Prompt: Nothing outside the range below should be printed. Output exactly the lines from the line with "use std::path::Path;" to the line with "let network = Network::load_json(path)?;", both included.

The input:

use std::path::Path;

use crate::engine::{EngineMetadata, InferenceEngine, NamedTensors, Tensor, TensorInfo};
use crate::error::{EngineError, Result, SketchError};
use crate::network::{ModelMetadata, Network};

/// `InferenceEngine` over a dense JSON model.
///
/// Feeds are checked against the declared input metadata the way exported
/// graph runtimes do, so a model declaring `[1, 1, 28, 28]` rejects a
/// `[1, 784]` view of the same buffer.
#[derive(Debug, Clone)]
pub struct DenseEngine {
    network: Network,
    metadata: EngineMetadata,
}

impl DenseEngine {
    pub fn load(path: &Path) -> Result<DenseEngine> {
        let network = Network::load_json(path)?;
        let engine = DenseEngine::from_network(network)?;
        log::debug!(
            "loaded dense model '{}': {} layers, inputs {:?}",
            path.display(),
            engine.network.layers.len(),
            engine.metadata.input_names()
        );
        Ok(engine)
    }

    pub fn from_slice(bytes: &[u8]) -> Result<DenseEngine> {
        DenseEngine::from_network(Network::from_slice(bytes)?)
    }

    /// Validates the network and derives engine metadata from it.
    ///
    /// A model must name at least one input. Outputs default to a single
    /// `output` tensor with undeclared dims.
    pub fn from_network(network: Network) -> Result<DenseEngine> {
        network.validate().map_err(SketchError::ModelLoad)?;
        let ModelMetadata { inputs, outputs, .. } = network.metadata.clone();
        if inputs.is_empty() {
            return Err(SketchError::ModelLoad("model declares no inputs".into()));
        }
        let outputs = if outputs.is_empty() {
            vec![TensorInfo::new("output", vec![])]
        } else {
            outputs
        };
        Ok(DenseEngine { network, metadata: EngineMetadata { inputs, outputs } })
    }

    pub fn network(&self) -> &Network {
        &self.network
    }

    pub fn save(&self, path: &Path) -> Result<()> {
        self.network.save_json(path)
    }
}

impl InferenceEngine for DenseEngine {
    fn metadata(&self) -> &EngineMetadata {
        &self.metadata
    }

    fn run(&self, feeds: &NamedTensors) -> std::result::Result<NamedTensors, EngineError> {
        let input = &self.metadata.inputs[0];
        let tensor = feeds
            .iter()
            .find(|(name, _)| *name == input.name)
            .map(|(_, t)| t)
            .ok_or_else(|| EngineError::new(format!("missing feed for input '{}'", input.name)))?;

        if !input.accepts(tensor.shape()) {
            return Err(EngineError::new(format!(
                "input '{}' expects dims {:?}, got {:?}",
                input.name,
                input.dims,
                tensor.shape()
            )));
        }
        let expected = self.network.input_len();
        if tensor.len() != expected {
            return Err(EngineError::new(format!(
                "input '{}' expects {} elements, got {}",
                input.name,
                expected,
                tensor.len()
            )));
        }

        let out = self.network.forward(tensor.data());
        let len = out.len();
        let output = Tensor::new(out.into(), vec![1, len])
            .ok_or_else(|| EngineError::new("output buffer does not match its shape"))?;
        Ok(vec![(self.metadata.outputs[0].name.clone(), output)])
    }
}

* * *

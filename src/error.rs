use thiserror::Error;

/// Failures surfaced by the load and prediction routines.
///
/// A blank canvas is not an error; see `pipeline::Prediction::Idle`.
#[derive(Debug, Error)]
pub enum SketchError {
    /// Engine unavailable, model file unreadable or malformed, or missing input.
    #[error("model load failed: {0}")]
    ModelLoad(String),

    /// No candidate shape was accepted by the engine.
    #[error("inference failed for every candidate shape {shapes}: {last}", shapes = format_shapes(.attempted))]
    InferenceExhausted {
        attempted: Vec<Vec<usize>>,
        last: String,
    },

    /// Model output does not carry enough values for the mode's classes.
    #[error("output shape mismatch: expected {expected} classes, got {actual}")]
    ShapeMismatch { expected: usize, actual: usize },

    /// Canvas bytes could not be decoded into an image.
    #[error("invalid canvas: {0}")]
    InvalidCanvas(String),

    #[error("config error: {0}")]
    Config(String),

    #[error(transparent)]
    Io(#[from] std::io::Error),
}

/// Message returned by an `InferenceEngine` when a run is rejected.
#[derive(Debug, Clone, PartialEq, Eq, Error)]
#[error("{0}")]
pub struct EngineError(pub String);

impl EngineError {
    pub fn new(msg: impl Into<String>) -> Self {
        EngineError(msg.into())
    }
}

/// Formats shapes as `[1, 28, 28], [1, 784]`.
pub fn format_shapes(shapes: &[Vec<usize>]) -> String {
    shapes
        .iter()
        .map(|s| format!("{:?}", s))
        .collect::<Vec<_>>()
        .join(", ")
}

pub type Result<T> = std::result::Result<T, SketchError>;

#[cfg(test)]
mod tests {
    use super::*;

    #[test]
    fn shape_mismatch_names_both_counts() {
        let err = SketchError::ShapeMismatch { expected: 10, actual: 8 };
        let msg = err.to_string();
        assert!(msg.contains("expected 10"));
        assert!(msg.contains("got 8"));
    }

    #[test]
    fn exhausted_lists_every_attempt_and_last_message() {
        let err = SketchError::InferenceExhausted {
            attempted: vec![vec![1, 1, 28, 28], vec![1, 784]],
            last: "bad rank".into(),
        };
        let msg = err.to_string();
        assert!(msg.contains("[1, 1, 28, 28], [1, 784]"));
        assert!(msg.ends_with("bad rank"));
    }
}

---

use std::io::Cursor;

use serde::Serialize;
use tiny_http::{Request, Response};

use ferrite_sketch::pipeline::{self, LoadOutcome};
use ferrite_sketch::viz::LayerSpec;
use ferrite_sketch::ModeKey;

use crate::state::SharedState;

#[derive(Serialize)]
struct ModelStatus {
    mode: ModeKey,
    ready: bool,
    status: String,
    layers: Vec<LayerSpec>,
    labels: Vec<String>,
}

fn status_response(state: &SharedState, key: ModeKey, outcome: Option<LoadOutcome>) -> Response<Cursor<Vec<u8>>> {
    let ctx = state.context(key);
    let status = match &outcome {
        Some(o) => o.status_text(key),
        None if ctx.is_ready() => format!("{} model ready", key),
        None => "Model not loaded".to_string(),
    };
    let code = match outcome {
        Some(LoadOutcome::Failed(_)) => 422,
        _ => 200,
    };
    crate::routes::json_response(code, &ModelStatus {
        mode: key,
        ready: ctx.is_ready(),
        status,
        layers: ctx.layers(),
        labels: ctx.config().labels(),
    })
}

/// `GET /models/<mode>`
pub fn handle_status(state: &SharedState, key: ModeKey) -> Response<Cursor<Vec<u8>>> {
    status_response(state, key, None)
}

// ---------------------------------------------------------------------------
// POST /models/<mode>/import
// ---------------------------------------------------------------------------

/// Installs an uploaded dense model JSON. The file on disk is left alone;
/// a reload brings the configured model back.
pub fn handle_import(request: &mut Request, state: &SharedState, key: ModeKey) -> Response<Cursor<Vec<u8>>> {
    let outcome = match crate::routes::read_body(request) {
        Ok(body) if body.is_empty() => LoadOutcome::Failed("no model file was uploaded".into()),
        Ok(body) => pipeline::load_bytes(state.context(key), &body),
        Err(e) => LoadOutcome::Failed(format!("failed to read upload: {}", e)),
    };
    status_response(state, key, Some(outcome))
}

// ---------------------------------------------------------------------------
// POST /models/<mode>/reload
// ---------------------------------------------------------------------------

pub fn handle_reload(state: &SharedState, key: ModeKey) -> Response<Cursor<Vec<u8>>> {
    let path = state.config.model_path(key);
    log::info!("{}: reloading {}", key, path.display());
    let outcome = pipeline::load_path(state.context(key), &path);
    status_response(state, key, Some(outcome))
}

Exercise solution:
use std::path::Path;

use crate::engine::{EngineMetadata, InferenceEngine, NamedTensors, Tensor, TensorInfo};
use crate::error::{EngineError, Result, SketchError};
use crate::network::{ModelMetadata, Network};

/// `InferenceEngine` over a dense JSON model.
///
/// Feeds are checked against the declared input metadata the way exported
/// graph runtimes do, so a model declaring `[1, 1, 28, 28]` rejects a
/// `[1, 784]` view of the same buffer.
#[derive(Debug, Clone)]
pub struct DenseEngine {
    network: Network,
    metadata: EngineMetadata,
}

impl DenseEngine {
    pub fn load(path: &Path) -> Result<DenseEngine> {
        let network = Network::load_json(path)?;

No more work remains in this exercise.